Certes quelques mois de travail collectif enthousiaste, impliquant toutes les générations, redonnant le sourire et l’envie de politique à bien des déçus, ne peuvent suffire à déconstruire des décennies de fatalisme et de conformisme, d’hégémonie idéologique des nouveaux maîtres du monde. Il y faut du temps, mais le mouvement est lancé, bien plus profond, bien plus essentiel que de simples échéances électorales. Dans tout le pays, le Front de gauche suscite des recherches passionnées sur des sujets auparavant abandonnés aux prétendus experts. Comme disait Condorcet, il s’agit de «  rendre la raison populaire  ». Ce pari de la culture permet au peuple de reprendre toute sa place, de se découvrir plus puissant qu’il n’imaginait du fait de la dissuasion distillée sans cesse par les chiens de garde de l’idéologie dominante. «  Trop compliqué pour vous, laissez-nous faire  !  » Non, on ne vous laissera pas faire, on ne lâchera rien  ! La Boétie nommait servitude volontaire la soumission consentie. La résistance commence par la réfutation raisonnée. Et elle se poursuit par les luttes sociales.

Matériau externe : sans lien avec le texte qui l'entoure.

impl SimPlatform {
    /// Create a platform with one device described by `config`
    pub fn new(config: SimConfig) -> Self {
        log::info!(
            "sim: NV{:x}, {} MiB VRAM, {} MiB GTT",
            config.chipset,
            config.vram_size / (1024 * 1024),
            config.gtt_size / (1024 * 1024)
        );

        Self {
            config,
            state: Mutex::new(SimState {
                buffers: BTreeMap::new(),
                vspaces: BTreeMap::new(),
                channels: BTreeMap::new(),
                vram_pool: MemoryPool::new(config.vram_size),
                gtt_pool: MemoryPool::new(config.gtt_size),
                next_handle: 1,
                injections: Vec::new(),
                technique_mismatches: 0,
                ordering_violations: 0,
            }),
        }
    }

    /// Configuration the platform was built with
    pub fn config(&self) -> &SimConfig {
        &self.config
    }

    /// Fail the next call of `point`
    pub fn fail_next(&self, point: FailPoint) {
        self.fail_nth(point, 0);
    }

    /// Let `skip` calls of `point` succeed, then fail the one after
    pub fn fail_nth(&self, point: FailPoint, skip: usize) {
        self.fail_with(point, skip, point.default_error());
    }

    /// Like [`SimPlatform::fail_nth`], reporting `error`
    pub fn fail_with(&self, point: FailPoint, skip: usize, error: Error) {
        self.state.lock().injections.push(Injection { point, skip, error });
    }

    /// Drop all pending injections
    pub fn clear_failures(&self) {
        self.state.lock().injections.clear();
    }

    /// Snapshot of the live resource counters
    pub fn stats(&self) -> SimStats {
        let state = self.state.lock();
        let mut stats = SimStats {
            buffers: state.buffers.len(),
            channels: state.channels.len(),
            vspaces: state.vspaces.len(),
            technique_mismatches: state.technique_mismatches,
            ordering_violations: state.ordering_violations,
            ..SimStats::default()
        };

        for buffer in state.buffers.values() {
            stats.vas_mappings += buffer.vas_maps;
            match buffer.cpu_map {
                Some(MapTechnique::SinglePage) => stats.single_page_maps += 1,
                Some(MapTechnique::MultiPage) => stats.multi_page_maps += 1,
                None => {}
            }
        }
        stats
    }

    /// Technique a buffer is currently CPU mapped with
    pub fn mapping_technique(&self, buffer: BufferHandle) -> Option<MapTechnique> {
        self.state.lock().buffers.get(&buffer)?.cpu_map
    }

    /// Bytes charged against the VRAM and GTT budgets
    pub fn pool_usage(&self) -> (u64, u64) {
        let state = self.state.lock();
        (state.vram_pool.used, state.gtt_pool.used)
    }

    /// Store a word into a buffer the way the GPU would
    pub fn write_u32(&self, buffer: BufferHandle, offset: usize, value: u32) {
        let mut state = self.state.lock();
        let Some(buffer) = state.buffers.get_mut(&buffer) else {
            log::warn!("sim: write to unknown buffer {:?}", buffer);
            return;
        };
        let bytes = buffer.bytes();
        if offset + 4 > bytes.len() {
            log::warn!("sim: write at {:#x} out of bounds", offset);
            return;
        }
        bytes[offset..offset + 4].copy_from_slice(&value.to_ne_bytes());
    }

    /// Indirect buffer registered for a channel
    pub fn fifo_of(&self, channel: ChannelHandle) -> Option<(u64, u32)> {
        self.state.lock().channels.get(&channel)?.fifo
    }

    fn has_fifo(&self) -> bool {
        matches!(self.config.chipset & 0xf0, 0x50 | 0x80 | 0x90 | 0xa0 | 0xc0)
    }

    fn has_fifo_registers(&self) -> bool {
        self.config.chipset & 0xf0 == 0xc0
    }
}

fn page_align(size: u64) -> Option<u64> {
    Some(size.checked_add(PAGE_SIZE - 1)? & !(PAGE_SIZE - 1))
}
//! Memory objects
//!
//! A memory object is a platform buffer mapped into exactly one address space,
//! optionally mapped for CPU access as well. Teardown runs in the reverse
//! order of allocation: CPU mapping, VAS mapping, buffer.

use std::mem::ManuallyDrop;
use std::ptr::NonNull;
use std::sync::Arc;

use crate::platform::{
    Buffer, BufferHandle, CpuMapping, DomainFlags, MapTechnique, Platform, VasMapping,
    VspaceHandle,
};
use crate::vas::{MemId, MemInfo, Vas, VasShared};
use crate::{Error, Result};

/// Buffer mapped into a virtual space, optionally CPU mapped
///
/// Fields drop in declaration order, which is the teardown order.
pub(crate) struct Backing {
    cpu: Option<CpuMapping>,
    mapping: VasMapping,
    buffer: Buffer,
}

impl Backing {
    /// Allocate, map into `vspace` and, with a `technique`, map for the CPU.
    pub(crate) fn new(
        platform: &Arc<dyn Platform>,
        vspace: VspaceHandle,
        size: u64,
        flags: DomainFlags,
        technique: Option<MapTechnique>,
    ) -> Result<Self> {
        let buffer = Buffer::allocate(platform, size, flags)?;
        let mapping = VasMapping::map(platform, vspace, &buffer)?;
        let cpu = match technique {
            Some(technique) => Some(CpuMapping::map(platform, &buffer, technique)?),
            None => None,
        };

        Ok(Self {
            cpu,
            mapping,
            buffer,
        })
    }

    pub(crate) fn gpu_addr(&self) -> u64 {
        self.mapping.gpu_addr()
    }

    pub(crate) fn size(&self) -> u64 {
        self.buffer.size()
    }

    pub(crate) fn buffer(&self) -> BufferHandle {
        self.buffer.handle()
    }

    pub(crate) fn technique(&self) -> Option<MapTechnique> {
        self.cpu.as_ref().map(CpuMapping::technique)
    }

    pub(crate) fn cpu(&self) -> Option<&CpuMapping> {
        self.cpu.as_ref()
    }
}

/// Snooped system memory buffer, mapped into a virtual space and for the CPU
///
/// Backs the rings and the fence page of a context.
pub(crate) struct MappedBacking {
    cpu: CpuMapping,
    mapping: VasMapping,
    buffer: Buffer,
}

impl MappedBacking {
    pub(crate) fn new(
        platform: &Arc<dyn Platform>,
        vspace: VspaceHandle,
        size: u64,
        technique: MapTechnique,
    ) -> Result<Self> {
        let buffer = Buffer::allocate(platform, size, DomainFlags::SYSRAM_SNOOP)?;
        let mapping = VasMapping::map(platform, vspace, &buffer)?;
        let cpu = CpuMapping::map(platform, &buffer, technique)?;

        Ok(Self {
            cpu,
            mapping,
            buffer,
        })
    }

    pub(crate) fn gpu_addr(&self) -> u64 {
        self.mapping.gpu_addr()
    }

    pub(crate) fn buffer(&self) -> BufferHandle {
        self.buffer.handle()
    }

    /// Start of the CPU mapping
    pub(crate) fn ptr(&self) -> NonNull<u8> {
        self.cpu.ptr()
    }
}

/// Memory object mapped into a [`Vas`]
pub struct MemoryObject {
    vas: Arc<VasShared>,
    id: MemId,
    flags: DomainFlags,
    backing: ManuallyDrop<Backing>,
}

impl MemoryObject {
    /// Allocate `size` bytes in `vas`
    ///
    /// Host-visible objects are mapped for the CPU with the single-page
    /// technique up to one page and the multi-page technique above that.
    pub fn alloc(vas: &Vas, size: u64, flags: DomainFlags) -> Result<Self> {
        if size == 0 {
            return Err(Error::InvalidParameter);
        }

        let shared = vas.shared();
        let technique = flags
            .is_host_visible()
            .then(|| MapTechnique::for_size(size));

        let mut state = shared.lock();
        let backing = Backing::new(shared.platform(), shared.vspace(), size, flags, technique)?;

        let id = state.next_id();
        state.objects.insert(
            id,
            MemInfo {
                id,
                gpu_addr: backing.gpu_addr(),
                size,
                flags,
            },
        );
        drop(state);

        crate::step_trace!(
            "mem {} in {:?}: {} bytes at {:#x} ({:?})",
            id,
            shared.vspace(),
            size,
            backing.gpu_addr(),
            technique
        );

        Ok(Self {
            vas: Arc::clone(shared),
            id,
            flags,
            backing: ManuallyDrop::new(backing),
        })
    }

    /// Free the object
    pub fn free(self) {}

    /// Key inside the owning address space
    pub fn id(&self) -> MemId {
        self.id
    }

    /// GPU virtual address
    pub fn gpu_addr(&self) -> u64 {
        self.backing.gpu_addr()
    }

    /// Size in bytes
    pub fn size(&self) -> u64 {
        self.backing.size()
    }

    /// Memory domain
    pub fn flags(&self) -> DomainFlags {
        self.flags
    }

    /// Platform buffer handle
    pub fn buffer(&self) -> BufferHandle {
        self.backing.buffer()
    }

    /// CPU mapping technique, if the object is host visible
    pub fn map_technique(&self) -> Option<MapTechnique> {
        self.backing.technique()
    }

    /// The object has a CPU mapping
    pub fn is_mapped(&self) -> bool {
        self.backing.cpu().is_some()
    }

    /// CPU view of the object
    pub fn as_slice(&self) -> Option<&[u8]> {
        let cpu = self.backing.cpu()?;
        let len = cpu.len().min(self.size() as usize);
        Some(unsafe { std::slice::from_raw_parts(cpu.ptr().as_ptr(), len) })
    }

    /// Mutable CPU view of the object
    pub fn as_mut_slice(&mut self) -> Option<&mut [u8]> {
        let cpu = self.backing.cpu()?;
        let len = cpu.len().min(self.size() as usize);
        Some(unsafe { std::slice::from_raw_parts_mut(cpu.ptr().as_ptr(), len) })
    }
}

impl Drop for MemoryObject {
    fn drop(&mut self) {
        let mut state = self.vas.lock();
        state.objects.remove(&self.id);
        // SAFETY: backing is never touched again.
        unsafe { ManuallyDrop::drop(&mut self.backing) };
        drop(state);

        crate::step_trace!("mem {} in {:?} freed", self.id, self.vas.vspace());
    }
}

/// Allocate device-local memory
pub fn alloc_device_memory(vas: &Vas, size: u64) -> Result<MemoryObject> {
    MemoryObject::alloc(vas, size, DomainFlags::VRAM)
}

/// Free device-local memory
pub fn free_device_memory(mem: MemoryObject) {
    mem.free()
}

/// Allocate snooped host memory, mapped for the CPU
pub fn alloc_host_memory(vas: &Vas, size: u64) -> Result<MemoryObject> {
    MemoryObject::alloc(vas, size, DomainFlags::SYSRAM_SNOOP)
}

/// Free host memory
pub fn free_host_memory(mem: MemoryObject) {
    mem.free()
}

#[cfg(test)]
mod tests {
    use super::*;
    use crate::backend::BackendTable;
    use crate::device::DeviceRegistry;
    use crate::platform::PAGE_SIZE;
    use crate::sim::{FailPoint, SimConfig, SimPlatform};

    fn setup() -> (Arc<SimPlatform>, DeviceRegistry) {
        let sim = Arc::new(SimPlatform::new(SimConfig::default()));
        let registry = DeviceRegistry::new(
            vec![sim.clone() as Arc<dyn Platform>],
            &BackendTable::with_defaults(),
        );
        (sim, registry)
    }

    #[test]
    fn test_device_memory_not_mapped() {
        let (sim, registry) = setup();
        let dev = registry.open(0).unwrap();
        let vas = Vas::new(&dev, 1 << 32).unwrap();

        let mem = alloc_device_memory(&vas, 0x100000).unwrap();
        assert!(!mem.is_mapped());
        assert!(mem.as_slice().is_none());
        assert!(mem.gpu_addr() >= crate::platform::VAS_USER_START);

        let stats = sim.stats();
        assert_eq!(stats.buffers, 1);
        assert_eq!(stats.vas_mappings, 1);
        assert_eq!(stats.single_page_maps + stats.multi_page_maps, 0);

        free_device_memory(mem);
        assert_eq!(sim.stats().buffers, 0);
    }

    #[test]
    fn test_host_memory_technique_by_size() {
        let (sim, registry) = setup();
        let dev = registry.open(0).unwrap();
        let vas = Vas::new(&dev, 1 << 32).unwrap();

        let small = alloc_host_memory(&vas, PAGE_SIZE).unwrap();
        let large = alloc_host_memory(&vas, PAGE_SIZE + 1).unwrap();
        assert_eq!(small.map_technique(), Some(MapTechnique::SinglePage));
        assert_eq!(large.map_technique(), Some(MapTechnique::MultiPage));
        assert_eq!(sim.mapping_technique(small.buffer()), Some(MapTechnique::SinglePage));
        assert_eq!(sim.mapping_technique(large.buffer()), Some(MapTechnique::MultiPage));

        let stats = sim.stats();
        assert_eq!(stats.single_page_maps, 1);
        assert_eq!(stats.multi_page_maps, 1);

        // Teardown order of an unrelated object does not change the technique
        free_host_memory(large);
        free_host_memory(small);
        let stats = sim.stats();
        assert_eq!(stats.single_page_maps, 0);
        assert_eq!(stats.multi_page_maps, 0);
        assert_eq!(stats.technique_mismatches, 0);
        assert_eq!(stats.ordering_violations, 0);
    }

    #[test]
    fn test_host_memory_cpu_access() {
        let (_sim, registry) = setup();
        let dev = registry.open(0).unwrap();
        let vas = Vas::new(&dev, 1 << 32).unwrap();

        let mut mem = alloc_host_memory(&vas, 3 * PAGE_SIZE).unwrap();
        let data = mem.as_mut_slice().unwrap();
        assert_eq!(data.len(), 3 * PAGE_SIZE as usize);
        data[0] = 0xaa;
        data[2 * PAGE_SIZE as usize + 7] = 0x55;

        let view = mem.as_slice().unwrap();
        assert_eq!(view[0], 0xaa);
        assert_eq!(view[2 * PAGE_SIZE as usize + 7], 0x55);
    }

    #[test]
    fn test_zero_size_rejected() {
        let (sim, registry) = setup();
        let dev = registry.open(0).unwrap();
        let vas = Vas::new(&dev, 1 << 32).unwrap();
        assert!(matches!(alloc_host_memory(&vas, 0), Err(Error::InvalidParameter)));
        assert_eq!(sim.stats().buffers, 0);
    }

    #[test]
    fn test_oversized_allocation_rejected() {
        let (sim, registry) = setup();
        let dev = registry.open(0).unwrap();
        let vas = Vas::new(&dev, 1 << 40).unwrap();

        assert!(matches!(
            alloc_device_memory(&vas, u64::MAX - 100),
            Err(Error::AllocationFailure)
        ));
        assert!(matches!(
            alloc_host_memory(&vas, u64::MAX - (PAGE_SIZE - 1)),
            Err(Error::AllocationFailure)
        ));
        assert_eq!(vas.object_count(), 0);
        assert_eq!(sim.pool_usage(), (0, 0));

        // Later objects still get distinct, fully backed ranges
        let a = alloc_host_memory(&vas, 2 * PAGE_SIZE).unwrap();
        let b = alloc_host_memory(&vas, 2 * PAGE_SIZE).unwrap();
        assert_ne!(a.gpu_addr(), b.gpu_addr());
        assert_eq!(a.as_slice().map(<[u8]>::len), Some(2 * PAGE_SIZE as usize));
    }

    #[test]
    fn test_buffer_failure() {
        let (sim, registry) = setup();
        let dev = registry.open(0).unwrap();
        let vas = Vas::new(&dev, 1 << 32).unwrap();

        sim.fail_next(FailPoint::AllocateBuffer);
        assert!(matches!(alloc_device_memory(&vas, 0x1000), Err(Error::AllocationFailure)));
        assert_eq!(vas.object_count(), 0);
    }

    #[test]
    fn test_vas_map_failure_rolls_back() {
        let (sim, registry) = setup();
        let dev = registry.open(0).unwrap();
        let vas = Vas::new(&dev, 1 << 32).unwrap();

        sim.fail_next(FailPoint::MapIntoRange);
        assert!(matches!(alloc_host_memory(&vas, 0x1000), Err(Error::AllocationFailure)));
        let stats = sim.stats();
        assert_eq!(stats.buffers, 0);
        assert_eq!(stats.vas_mappings, 0);
        assert_eq!(vas.object_count(), 0);
    }

    #[test]
    fn test_cpu_map_failure_rolls_back() {
        let (sim, registry) = setup();
        let dev = registry.open(0).unwrap();
        let vas = Vas::new(&dev, 1 << 32).unwrap();

        sim.fail_next(FailPoint::MapPage);
        assert!(matches!(alloc_host_memory(&vas, 0x800), Err(Error::MappingFailure)));
        sim.fail_next(FailPoint::MapPages);
        assert!(matches!(alloc_host_memory(&vas, 0x8000), Err(Error::MappingFailure)));

        let stats = sim.stats();
        assert_eq!(stats.buffers, 0);
        assert_eq!(stats.vas_mappings, 0);
        assert_eq!(stats.ordering_violations, 0);
        assert_eq!(vas.object_count(), 0);
    }
}
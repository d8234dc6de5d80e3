//! Virtual address spaces
//!
//! A [`Vas`] owns one platform virtual space and tracks the memory objects
//! and contexts living in it. Objects and contexts keep the space alive
//! through a shared handle, so the platform space is only released once the
//! last of them is gone.

use std::collections::BTreeMap;
use std::fmt;
use std::sync::Arc;

use parking_lot::{Mutex, MutexGuard};

use crate::device::DeviceHandle;
use crate::platform::{DomainFlags, Platform, VspaceHandle};
use crate::{Error, Result};

/// Key of a memory object inside its address space
pub type MemId = u64;

/// Snapshot of one memory object
#[derive(Debug, Clone, Copy, PartialEq, Eq)]
pub struct MemInfo {
    /// Key inside the address space
    pub id: MemId,
    /// GPU virtual address
    pub gpu_addr: u64,
    /// Requested size in bytes
    pub size: u64,
    /// Memory domain
    pub flags: DomainFlags,
}

/// State guarded by the per-VAS lock
pub(crate) struct VasState {
    pub(crate) objects: BTreeMap<MemId, MemInfo>,
    pub(crate) contexts: usize,
    next_id: MemId,
}

impl VasState {
    pub(crate) fn next_id(&mut self) -> MemId {
        let id = self.next_id;
        self.next_id += 1;
        id
    }
}

pub(crate) struct VasShared {
    device: DeviceHandle,
    vspace: VspaceHandle,
    size: u64,
    state: Mutex<VasState>,
}

impl VasShared {
    pub(crate) fn device(&self) -> &DeviceHandle {
        &self.device
    }

    pub(crate) fn platform(&self) -> &Arc<dyn Platform> {
        self.device.platform()
    }

    pub(crate) fn vspace(&self) -> VspaceHandle {
        self.vspace
    }

    pub(crate) fn lock(&self) -> MutexGuard<'_, VasState> {
        self.state.lock()
    }
}

impl Drop for VasShared {
    fn drop(&mut self) {
        log::debug!("Releasing vspace {:?}", self.vspace);
        self.device.platform().vspace_unref(self.vspace);
    }
}

/// GPU virtual address space
pub struct Vas {
    shared: Arc<VasShared>,
}

impl Vas {
    /// Create an address space of `size` bytes on `device`
    pub fn new(device: &DeviceHandle, size: u64) -> Result<Self> {
        let vspace = device.platform().vspace_new(size).map_err(|e| {
            log::warn!("Failed to create vspace of {} bytes: {}", size, e);
            Error::AllocationFailure
        })?;

        log::info!("gpu{}: new VAS {:?} ({} bytes)", device.index(), vspace, size);

        Ok(Self {
            shared: Arc::new(VasShared {
                device: device.clone(),
                vspace,
                size,
                state: Mutex::new(VasState {
                    objects: BTreeMap::new(),
                    contexts: 0,
                    next_id: 1,
                }),
            }),
        })
    }

    /// Free the address space
    ///
    /// While memory objects or contexts still live in it the handle is
    /// handed back together with [`Error::ResourceInUse`] and nothing is
    /// released.
    pub fn free(self) -> Result<(), (Self, Error)> {
        let in_use = {
            let state = self.shared.lock();
            let in_use = !state.objects.is_empty() || state.contexts > 0;
            if in_use {
                log::warn!(
                    "VAS {:?} still holds {} object(s) and {} context(s)",
                    self.shared.vspace,
                    state.objects.len(),
                    state.contexts
                );
            }
            in_use
        };
        if in_use {
            return Err((self, Error::ResourceInUse));
        }

        log::info!("Freeing VAS {:?}", self.shared.vspace);
        Ok(())
    }

    /// Device the space was created on
    pub fn device(&self) -> &DeviceHandle {
        &self.shared.device
    }

    /// Platform virtual space handle
    pub fn vspace(&self) -> VspaceHandle {
        self.shared.vspace
    }

    /// Requested size in bytes
    pub fn size(&self) -> u64 {
        self.shared.size
    }

    /// Snapshot of the memory objects mapped into this space
    pub fn objects(&self) -> Vec<MemInfo> {
        self.shared.lock().objects.values().copied().collect()
    }

    /// Number of live memory objects
    pub fn object_count(&self) -> usize {
        self.shared.lock().objects.len()
    }

    /// Number of live contexts
    pub fn context_count(&self) -> usize {
        self.shared.lock().contexts
    }

    pub(crate) fn shared(&self) -> &Arc<VasShared> {
        &self.shared
    }
}

impl fmt::Debug for Vas {
    fn fmt(&self, f: &mut fmt::Formatter<'_>) -> fmt::Result {
        f.debug_struct("Vas")
            .field("vspace", &self.shared.vspace)
            .field("size", &self.shared.size)
            .finish()
    }
}
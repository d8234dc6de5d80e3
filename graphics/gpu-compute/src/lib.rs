//! GPU compute resource management
//!
//! Manages virtual address spaces, memory objects mapped into them, and
//! execution contexts owning hardware command rings and completion fences.
//! Everything is built on top of a lower memory/channel subsystem expressed
//! as the [`Platform`] trait; [`sim::SimPlatform`] implements it in software.
//!
//! ```no_run
//! use std::sync::Arc;
//! use gpu_compute::{alloc_host_memory, BackendTable, Context, DeviceRegistry, Platform, Vas};
//! use gpu_compute::sim::{SimConfig, SimPlatform};
//!
//! let registry = DeviceRegistry::new(
//!     vec![Arc::new(SimPlatform::new(SimConfig::default())) as Arc<dyn Platform>],
//!     &BackendTable::with_defaults(),
//! );
//! let device = registry.open(0)?;
//! let vas = Vas::new(&device, 1 << 40)?;
//! let context = Context::new(&device, &vas)?;
//! let mem = alloc_host_memory(&vas, 0x10000)?;
//!
//! mem.free();
//! context.free();
//! vas.free().map_err(|(_, e)| e)?;
//! device.close();
//! # Ok::<(), gpu_compute::Error>(())
//! ```

pub mod backend;
pub mod context;
pub mod device;
mod error;
pub mod fence;
pub mod memory;
pub mod platform;
pub mod ring;
pub mod sim;
pub mod vas;

pub use backend::{BackendTable, ComputeBackend, Generation, QueryParam, QUERY_MP_COUNT};
pub use context::{Context, ContextConfig};
pub use device::{Device, DeviceHandle, DeviceRegistry};
pub use error::{Error, Result};
pub use fence::{Engine, Fence};
pub use memory::{
    alloc_device_memory, alloc_host_memory, free_device_memory, free_host_memory, MemoryObject,
};
pub use platform::{DomainFlags, MapTechnique, Platform};
pub use ring::{IndirectRing, PushRing, RingCursor};
pub use vas::{MemId, MemInfo, Vas};

/// Trace one construction step when `debug-logging` is enabled
#[doc(hidden)]
#[macro_export]
macro_rules! step_trace {
    ($($arg:tt)*) => {
        if cfg!(feature = "debug-logging") {
            log::trace!($($arg)*);
        }
    };
}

Bref, le goût de la politique est revenu. Avec à la clé l’émergence d’une gauche décomplexée, libérée de toute fatalisation, fière d’assumer un projet d’émancipation original. Promouvoir le cercle vertueux d’une nouvelle république laïque, d’une économie sociale, et d’une planification écologique. 11 % des voix, c’est une première victoire. C’est à la fois beaucoup et peu. Beaucoup par rapport au quasi-anéantissement qui précédait  : scores infimes, division, lassitude et tristesse. C’est peu par rapport aux objectifs d’une reconquête ambitieuse. Mais la dynamique est lancée. La bataille des idées ouvre un autre avenir. Déjà un programme jugé utopique, couvert de sarcasmes, s’est découvert des émules. Voyez comment les idées du Front de gauche font école… De nouvelles tranches d’impôt  ? François Hollande, sur le tard, reprend à son compte l’idée défendue par Jean-Luc Mélenchon. L’écart maximal des revenus de 1 à 20  ? Idem. Une sanction contre les exilés fiscaux  ? Idem. Bref, la bataille des idées a enfin commencé, avec des premiers succès. Et elle ne s’arrêtera pas. Même après l’indispensable défaite de M. Sarkozy.